* [What the task asks]: Wherever the listing has a line with the string "source", copy that line out.

* [Supplied records]:
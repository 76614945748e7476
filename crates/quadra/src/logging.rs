//! Logging setup.
//!
//! Library code only emits `tracing` events. Binaries and tests that want
//! to see them call [`init_logging`] once.

use thiserror::Error;
use tracing::subscriber::DefaultGuard;
use tracing_subscriber::filter::EnvFilter;
use tracing_subscriber::fmt::MakeWriter;
use tracing_subscriber::layer::SubscriberExt;

/// Options for [`init_logging`].
#[derive(Clone, Debug)]
pub struct LoggingOptions {
    /// Filter directive used when `RUST_LOG` is unset, e.g. `"quadra=debug"`.
    pub default_directive: String,
    /// Include the event target in each line.
    pub with_target: bool,
}

impl Default for LoggingOptions {
    fn default() -> Self {
        Self {
            default_directive: "info".to_string(),
            with_target: true,
        }
    }
}

/// Errors raised while installing a subscriber.
#[derive(Debug, Error)]
pub enum LoggingError {
    /// The fallback filter directive could not be parsed.
    #[error("invalid filter directive {directive:?}: {source}")]
    Directive {
        /// The directive as given.
        directive: String,
        /// Parser error.
        #[source]
        source: tracing_subscriber::filter::ParseError,
    },
}

/// Keeps a thread-local subscriber installed until dropped.
///
/// Holds nothing when the global subscriber was installed.
#[must_use = "dropping the guard uninstalls a thread-local subscriber"]
pub struct LoggingGuard {
    guard: Option<DefaultGuard>,
}

impl LoggingGuard {
    /// Returns true if the subscriber is scoped to the current thread.
    #[must_use]
    pub fn is_thread_local(&self) -> bool {
        self.guard.is_some()
    }
}

/// Installs a formatting subscriber filtered by `RUST_LOG`, writing to
/// standard error.
///
/// Falls back to `opts.default_directive` when `RUST_LOG` is unset or
/// unparsable. If a global subscriber already exists, a thread-local one
/// is installed instead and scoped to the returned guard.
///
/// # Errors
///
/// Returns [`LoggingError::Directive`] if the fallback directive is invalid.
pub fn init_logging(opts: &LoggingOptions) -> Result<LoggingGuard, LoggingError> {
    init_logging_with_writer(opts, std::io::stderr)
}

/// Like [`init_logging`], but formats events into `writer`.
///
/// # Errors
///
/// Returns [`LoggingError::Directive`] if the fallback directive is invalid.
pub fn init_logging_with_writer<W>(
    opts: &LoggingOptions,
    writer: W,
) -> Result<LoggingGuard, LoggingError>
where
    W: for<'w> MakeWriter<'w> + Clone + Send + Sync + 'static,
{
    let env_filter = match EnvFilter::try_from_default_env() {
        Ok(filter) => filter,
        Err(_) => EnvFilter::try_new(&opts.default_directive).map_err(|source| {
            LoggingError::Directive {
                directive: opts.default_directive.clone(),
                source,
            }
        })?,
    };
    let directives = env_filter.to_string();

    let build_subscriber = |filter: EnvFilter| {
        tracing_subscriber::registry().with(filter).with(
            tracing_subscriber::fmt::layer()
                .with_target(opts.with_target)
                .with_writer(writer.clone()),
        )
    };

    let guard = match tracing::subscriber::set_global_default(build_subscriber(env_filter)) {
        Ok(()) => None,
        Err(_) => Some(tracing::subscriber::set_default(build_subscriber(
            EnvFilter::new(directives),
        ))),
    };

    Ok(LoggingGuard { guard })
}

* [Answer to the exercise]:
    #[error("invalid filter directive {directive:?}: {source}")]
        #[source]
        source: tracing_subscriber::filter::ParseError,
        Err(_) => EnvFilter::try_new(&opts.default_directive).map_err(|source| {
                source,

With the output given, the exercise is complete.